The Book of John Brunner
- Cover of 1st edition
- Author: John Brunner
- Illustrator: Jack Gaughan
- Cover artist: Jack Gaughan
- Language: English
- Series: Book of ... series
- Genre: Science fiction
- Publisher: DAW Books
- Publication date: 1976
- Publication place: United States
- Media type: Print (paperback)
- Pages: 159
- ISBN: 0-87997-213-0
- OCLC: 2003553
- Preceded by: The Book of Andre Norton

= The Book of John Brunner =

1976 collection of short stories and articles by John Brunner

The Book of John Brunner is a collection of science fiction short stories by British author John Brunner.

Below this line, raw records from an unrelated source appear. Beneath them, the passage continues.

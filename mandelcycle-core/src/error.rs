use thiserror::Error;

/// Errors originating from the core viewport and escape-time types.
#[derive(Debug, Error)]
pub enum CoreError {
    #[error("invalid max iterations: {0} (must be below the did-not-escape sentinel)")]
    InvalidMaxIterations(u32),

    #[error("invalid grid size: {0} (must be > 0)")]
    InvalidSize(u32),

    #[error("invalid worker count: {0} (must be >= 1)")]
    InvalidWorkerCount(usize),

    #[error("invalid viewport: {reason}")]
    InvalidViewport { reason: String },
}
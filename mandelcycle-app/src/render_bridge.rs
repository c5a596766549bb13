use std::sync::mpsc;

use tracing::{debug, info, warn};

use mandelcycle_core::{EscapeTime, Viewport};
use mandelcycle_render::{Engine, Frame, PixelGrid, RenderError};

use crate::app::Explorer;
use crate::error::{AppError, Result};

// ---------------------------------------------------------------------------
// Types
// ---------------------------------------------------------------------------

pub(crate) struct ComputeRequest {
    pub(crate) id: u64,
    pub(crate) viewport: Viewport,
}

pub(crate) struct ComputeResponse {
    pub(crate) id: u64,
    pub(crate) viewport: Viewport,
    pub(crate) result: std::result::Result<PixelGrid, RenderError>,
}

/// Spawn the dedicated compute thread that owns the engine and the kernel
/// it runs.
///
/// Returns the send-side for requests and the receive-side for responses.
/// The thread runs until the request sender is dropped.
pub(crate) fn spawn_compute_worker<K>(
    engine: Engine,
    kernel: K,
) -> std::io::Result<(mpsc::Sender<ComputeRequest>, mpsc::Receiver<ComputeResponse>)>
where
    K: EscapeTime + Send + Sync + 'static,
{
    let (req_tx, req_rx) = mpsc::channel::<ComputeRequest>();
    let (resp_tx, resp_rx) = mpsc::channel::<ComputeResponse>();

    std::thread::Builder::new()
        .name("compute-worker".into())
        .spawn(move || {
            debug!("Compute worker thread started");
            while let Ok(ComputeRequest { id, viewport }) = req_rx.recv() {
                let result = engine.compute_with(&kernel, &viewport);
                if resp_tx
                    .send(ComputeResponse {
                        id,
                        viewport,
                        result,
                    })
                    .is_err()
                {
                    break;
                }
            }
            debug!("Compute worker thread exiting");
        })?;

    Ok((req_tx, resp_rx))
}

// ---------------------------------------------------------------------------
// impl Explorer: request dispatch and completion
// ---------------------------------------------------------------------------

impl Explorer {
    /// Hand `viewport` to the compute worker. Refused while another request
    /// is still pending.
    pub(crate) fn request_compute(&mut self, viewport: Viewport) -> Result<()> {
        if self.is_busy() {
            return Err(AppError::Busy);
        }
        self.request_id += 1;
        debug!(id = self.request_id, label = viewport.label(), "Requesting computation");
        self.tx_request
            .send(ComputeRequest {
                id: self.request_id,
                viewport,
            })
            .map_err(|_| AppError::WorkerGone)?;
        self.pending = Some(self.request_id);
        Ok(())
    }

    /// Block until the pending computation finishes and push its frame.
    ///
    /// A failed computation is returned as an error and leaves history as
    /// it was; the controls unlock either way.
    pub(crate) fn wait(&mut self) -> Result<&Frame> {
        let pending = self.pending.ok_or(AppError::Idle)?;
        loop {
            let response = match self.rx_response.recv() {
                Ok(response) => response,
                Err(_) => {
                    self.pending = None;
                    return Err(AppError::WorkerGone);
                }
            };
            if response.id != pending {
                debug!(id = response.id, "Dropping stale response");
                continue;
            }
            self.pending = None;
            return match response.result {
                Ok(grid) => {
                    info!(label = response.viewport.label(), "View changed");
                    self.history.push(Frame::new(response.viewport, grid));
                    Ok(self.history.current())
                }
                Err(e) => {
                    warn!(label = response.viewport.label(), "Keeping previous view: {e}");
                    Err(e.into())
                }
            };
        }
    }
}

#[cfg(test)]
mod tests {
    use crate::app::tests::small_prefs;
    use crate::app::Explorer;
    use crate::error::AppError;
    use mandelcycle_core::{Complex, EscapeTime, Mandelbrot};
    use mandelcycle_render::RenderError;

    /// Mandelbrot inside the starting square, a panic anywhere beyond it.
    struct BoundedKernel(Mandelbrot);

    impl EscapeTime for BoundedKernel {
        fn escape_time(&self, c: Complex) -> u32 {
            if c.re.abs() > 3.0 || c.im.abs() > 3.0 {
                panic!("point {c} outside the supported region");
            }
            self.0.escape_time(c)
        }

        fn max_iterations(&self) -> u32 {
            self.0.max_iterations()
        }
    }

    #[test]
    fn second_request_while_pending_is_refused() {
        let mut explorer = Explorer::new(&small_prefs()).unwrap();
        let next = explorer.current().viewport.pan_zoom(20, 20, 0.5, 40);
        explorer.request_compute(next.clone()).unwrap();
        assert!(explorer.is_busy());

        assert!(matches!(
            explorer.request_compute(next.clone()),
            Err(AppError::Busy)
        ));

        let frame = explorer.wait().unwrap();
        assert_eq!(frame.viewport, next);
        assert!(!explorer.is_busy());
        assert_eq!(explorer.status().depth, 2);
    }

    #[test]
    fn wait_without_request_is_idle() {
        let mut explorer = Explorer::new(&small_prefs()).unwrap();
        assert!(matches!(explorer.wait(), Err(AppError::Idle)));
    }

    #[test]
    fn failed_computation_keeps_history() {
        let prefs = small_prefs();
        let kernel = BoundedKernel(Mandelbrot::new(prefs.max_iterations).unwrap());
        let mut explorer = Explorer::with_kernel(&prefs, kernel).unwrap();
        let root = explorer.current().clone();

        // Zooming out covers [-8, 8), outside what the kernel accepts.
        explorer.zoom_out().unwrap();
        let err = explorer.wait().unwrap_err();
        assert!(matches!(
            err,
            AppError::Render(RenderError::WorkerFailed { .. })
        ));

        let status = explorer.status();
        assert_eq!(status.depth, 1);
        assert!(!status.busy);
        assert_eq!(explorer.current(), &root);

        // The worker is still serving requests.
        let frame = explorer.navigate_and_wait(Explorer::zoom_in).unwrap();
        assert_eq!(frame.viewport.span(), 1.0);
        assert_eq!(explorer.status().depth, 2);
    }
}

It was first published in paperback by DAW Books in January 1976 as the twelfth and last volume in its Book of ... series.

==Summary==
The book consists of various self-selected short works by the author, not all of them in genre, including nine short works of fiction, eleven essays, nine poems, a crossword (and its solution), and three translated works, one a short story by French author Gérard Klein and the others poems by German poet Stefan George, Austrian poet Rainer Maria Rilke, and the ancient Roman poet Decimus Magnus Ausonius, together with an introductory note by the author and a frontispiece by artist Jack Gaughan.

==Contents==

- "Premumble"
- "Crossword"
- "Limerick No. 1" (poem)
- "A Different Kick, or How to Get High Without Actually Going Into Orbit" (essay, 1965)
- "Lullaby for the Mad Scientist's Daughter" (poem, 1970)
- "Bloodstream" (novelette, 1974)
- "Domestic Crisis 2017" (poem, 1974)
- "Hide and Seek" (translation of Gérard Klein short story "Cache-cache" (1960), 1973)
- "Limerick No. 2" (poem)
- "The Technological Folk Hero: Has He a Future?" (essay, 1972)
- "The Ballad of Teddy Hart" (essay, 1976)
- "Who Steals My Purse" (novelette, 1973)
- "Feghoot I" (short story, 1962)
- "Excerpt from a Social History of the 20th Century" (short story, 1970)
- "Die Spange" (translation of poem by Stefan George)
- "Limerick No. 3" (poem)
- "Them As Can, Does" (essay, 1966)
- "Faithless Jack the Spaceman" (essay)
- "When Gabriel ..." (short story, 1956)
- "What We Have Here" (poem, 1970)
- "Feghoot II" (short story)
- "Limerick No. 4" (poem, 1976)
- "The Spartans' Epitaph at Thermopylae" (essay)
- "The Educational Relevance of Science Fiction" (essay, 1971)
- "The Spacewreck of the Old 97" (essay)
- "Manalive" (short excerpt, 1964 from novel in progress ultimately published as The Days of March (1988))
- "Matthew xviii, 6" (poem, 1971)
- "Feghoot III" (short story)
- "Corrida" (translation of poem (1907) by Rainer Maria Rilke, 1973)
- "Limerick No. 5" (poem)
- "The Evolution of a Science Fiction Writer" (essay, 1972)
- "The H-Bombs' Thunder" (essay, 1958)
- "The New Thing" (short story, 1969)
- "The Atom Bomb Is Twenty-Five This Year" (poem, 1970)
- "Epigrammata LXV" (translation of poem by Decimus Magnus Ausonius)
- "Solution to Crossword"

==Reception==
The collection was reviewed by W. N. MacPherson in The Science Fiction Review Monthly, January 1976, Joe Sanders in Delap's F & SF Review, April 1976, Thomas J. Murn in Janus, Sept. 1976, Art Metzger in Quantum #2, 1976, Samuel Mines in Luna Monthly #67, Spring 1977, and Annemarie Kindt (in Dutch) in Holland-SF 1978, #3.